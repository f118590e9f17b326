// core/src/profile.rs

use chrono::{DateTime, Utc};
use serde::{Deserialize, Serialize};
use uuid::Uuid;

use crate::error::{MarketError, MarketResult};

pub const PHONE_MIN_LEN: usize = 7;
pub const PHONE_MAX_LEN: usize = 20;

/// Per-user profile row. `id` equals the identity provider's user id.
#[derive(Debug, Clone, PartialEq, Serialize, Deserialize)]
pub struct Profile {
  pub id: Uuid,
  pub email: Option<String>,
  pub full_name: Option<String>,
  pub phone_number: Option<String>,
  pub created_at: DateTime<Utc>,
  pub updated_at: DateTime<Utc>,
}

/// Normalizes a phone number update. Blank clears the number.
pub fn sanitize_phone_number(raw: Option<&str>) -> MarketResult<Option<String>> {
  let trimmed = match raw.map(str::trim) {
    Some(t) if !t.is_empty() => t,
    _ => return Ok(None),
  };
  let len = trimmed.chars().count();
  if !(PHONE_MIN_LEN..=PHONE_MAX_LEN).contains(&len) {
    return Err(MarketError::InvalidInput(format!(
      "Phone number must be between {} and {} characters",
      PHONE_MIN_LEN, PHONE_MAX_LEN
    )));
  }
  Ok(Some(trimmed.to_string()))
}

#[cfg(test)]
mod tests {
  use super::*;

  #[test]
  fn blank_clears() {
    assert_eq!(sanitize_phone_number(None).unwrap(), None);
    assert_eq!(sanitize_phone_number(Some("   ")).unwrap(), None);
  }

  #[test]
  fn length_bounds_are_inclusive() {
    assert_eq!(sanitize_phone_number(Some(" 5550100 ")).unwrap().as_deref(), Some("5550100"));
    assert!(sanitize_phone_number(Some("555010")).is_err());
    assert!(sanitize_phone_number(Some(&"1".repeat(20))).is_ok());
    assert!(sanitize_phone_number(Some(&"1".repeat(21))).is_err());
  }
}
// server/src/services/voice_agent.rs

//! Configuration for the marketplace voice agent.
//!
//! The agent lists products by calling the `create_product` tool, which the
//! provider delivers as a webhook to `POST /api/v1/products` authenticated
//! with the service-role key and carrying the seller's `user_id`.

use marketvoice::DEFAULT_QUANTITY_UNIT;
use serde_json::{json, Value};

pub const CREATE_PRODUCT_TOOL: &str = "create_product";

/// Units the agent is allowed to offer. The API itself accepts any unit.
pub const QUANTITY_UNITS: [&str; 14] = [
  "item", "kg", "g", "lb", "oz", "liter", "ml", "gallon", "dozen", "pack", "box", "bag", "bundle", "unit",
];

const AGENT_PROMPT: &str = r#"You are a helpful marketplace assistant for an AI-powered voice marketplace.

Your role is to help users:
1. List products for sale by collecting: product name, price, and quantity unit (like "per item", "per kg", "per liter", etc.)
2. Browse and search for products
3. Answer questions about the marketplace

When a user wants to sell something:
- Ask for the product name if not provided
- Ask for the price if not provided
- Ask for the quantity unit if not clear (default to "item" if they just say a price)
- Once you have all information, use the create_product tool to list it

Be conversational, friendly, and concise. Confirm actions after completing them."#;

const FIRST_MESSAGE: &str = "Hi! I'm your marketplace assistant. You can ask me to list products for sale, browse items, or answer questions. What would you like to do?";

/// Agent prompt plus the JSON schema of every tool the agent may call.
pub fn agent_config() -> Value {
  json!({
    "agent": {
      "prompt": { "prompt": AGENT_PROMPT },
      "first_message": FIRST_MESSAGE,
      "language": "en",
    },
    "tools": [create_product_tool()],
  })
}

fn create_product_tool() -> Value {
  json!({
    "type": "custom",
    "name": CREATE_PRODUCT_TOOL,
    "description": "Creates a new product listing in the marketplace when a user wants to sell something. \
                    Use this when you have collected the product name, price, and quantity unit from the user.",
    "parameters": {
      "type": "object",
      "properties": {
        "name": {
          "type": "string",
          "description": "The name of the product being sold (e.g., \"Fresh Eggs\", \"Organic Milk\", \"Handmade Soap\")",
        },
        "price": {
          "type": "number",
          "description": "The price of the product as a positive number (e.g., 2.50, 10, 0.99)",
        },
        "quantity_unit": {
          "type": "string",
          "enum": QUANTITY_UNITS,
          "description": "The unit for the price (e.g., \"item\" for individual items, \"kg\" for kilograms, \"dozen\" for 12 items)",
          "default": DEFAULT_QUANTITY_UNIT,
        },
        "description": {
          "type": "string",
          "description": "Optional description of the product",
        },
      },
      "required": ["name", "price"],
    },
  })
}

━━━━━━━━━━━━━━━━

Transcribe, exactly and completely, all of the entries.

repository f118590e9f17b326
// core/src/profile.rs

use chrono::{DateTime, Utc};
use serde::{Deserialize, Serialize};
use uuid::Uuid;

use crate::error::{MarketError, MarketResult};

pub const PHONE_MIN_LEN: usize = 7;
pub const PHONE_MAX_LEN: usize = 20;

/// Per-user profile row. `id` equals the identity provider's user id.
#[derive(Debug, Clone, PartialEq, Serialize, Deserialize)]
pub struct Profile {
  pub id: Uuid,
  pub email: Option<String>,
  pub full_name: Option<String>,
  pub phone_number: Option<String>,
  pub created_at: DateTime<Utc>,
  pub updated_at: DateTime<Utc>,
}

/// Normalizes a phone number update. Blank clears the number.
pub fn sanitize_phone_number(raw: Option<&str>) -> MarketResult<Option<String>> {
  let trimmed = match raw.map(str::trim) {
    Some(t) if !t.is_empty() => t,
    _ => return Ok(None),
  };
  let len = trimmed.chars().count();
  if !(PHONE_MIN_LEN..=PHONE_MAX_LEN).contains(&len) {
    return Err(MarketError::InvalidInput(format!(
      "Phone number must be between {} and {} characters",
      PHONE_MIN_LEN, PHONE_MAX_LEN
    )));
  }
  Ok(Some(trimmed.to_string()))
}

#[cfg(test)]
mod tests {
  use super::*;

  #[test]
  fn blank_clears() {
    assert_eq!(sanitize_phone_number(None).unwrap(), None);
    assert_eq!(sanitize_phone_number(Some("   ")).unwrap(), None);
  }

  #[test]
  fn length_bounds_are_inclusive() {
    assert_eq!(sanitize_phone_number(Some(" 5550100 ")).unwrap().as_deref(), Some("5550100"));
    assert!(sanitize_phone_number(Some("555010")).is_err());
    assert!(sanitize_phone_number(Some(&"1".repeat(20))).is_ok());
    assert!(sanitize_phone_number(Some(&"1".repeat(21))).is_err());
  }
}
// server/src/services/voice_agent.rs

//! Configuration for the marketplace voice agent.
//!
//! The agent lists products by calling the `create_product` tool, which the
//! provider delivers as a webhook to `POST /api/v1/products` authenticated
//! with the service-role key and carrying the seller's `user_id`.

use marketvoice::DEFAULT_QUANTITY_UNIT;
use serde_json::{json, Value};

pub const CREATE_PRODUCT_TOOL: &str = "create_product";

/// Units the agent is allowed to offer. The API itself accepts any unit.
pub const QUANTITY_UNITS: [&str; 14] = [
  "item", "kg", "g", "lb", "oz", "liter", "ml", "gallon", "dozen", "pack", "box", "bag", "bundle", "unit",
];

const AGENT_PROMPT: &str = r#"You are a helpful marketplace assistant for an AI-powered voice marketplace.

Your role is to help users:
1. List products for sale by collecting: product name, price, and quantity unit (like "per item", "per kg", "per liter", etc.)
2. Browse and search for products
3. Answer questions about the marketplace

When a user wants to sell something:
- Ask for the product name if not provided
- Ask for the price if not provided
- Ask for the quantity unit if not clear (default to "item" if they just say a price)
- Once you have all information, use the create_product tool to list it

Be conversational, friendly, and concise. Confirm actions after completing them."#;

const FIRST_MESSAGE: &str = "Hi! I'm your marketplace assistant. You can ask me to list products for sale, browse items, or answer questions. What would you like to do?";

/// Agent prompt plus the JSON schema of every tool the agent may call.
pub fn agent_config() -> Value {
  json!({
    "agent": {
      "prompt": { "prompt": AGENT_PROMPT },
      "first_message": FIRST_MESSAGE,
      "language": "en",
    },
    "tools": [create_product_tool()],
  })
}

fn create_product_tool() -> Value {
  json!({
    "type": "custom",
    "name": CREATE_PRODUCT_TOOL,
    "description": "Creates a new product listing in the marketplace when a user wants to sell something. \
                    Use this when you have collected the product name, price, and quantity unit from the user.",
    "parameters": {
      "type": "object",
      "properties": {
        "name": {
          "type": "string",
          "description": "The name of the product being sold (e.g., \"Fresh Eggs\", \"Organic Milk\", \"Handmade Soap\")",
        },
        "price": {
          "type": "number",
          "description": "The price of the product as a positive number (e.g., 2.50, 10, 0.99)",
        },
        "quantity_unit": {
          "type": "string",
          "enum": QUANTITY_UNITS,
          "description": "The unit for the price (e.g., \"item\" for individual items, \"kg\" for kilograms, \"dozen\" for 12 items)",
          "default": DEFAULT_QUANTITY_UNIT,
        },
        "description": {
          "type": "string",
          "description": "Optional description of the product",
        },
      },
      "required": ["name", "price"],
    },
  })
}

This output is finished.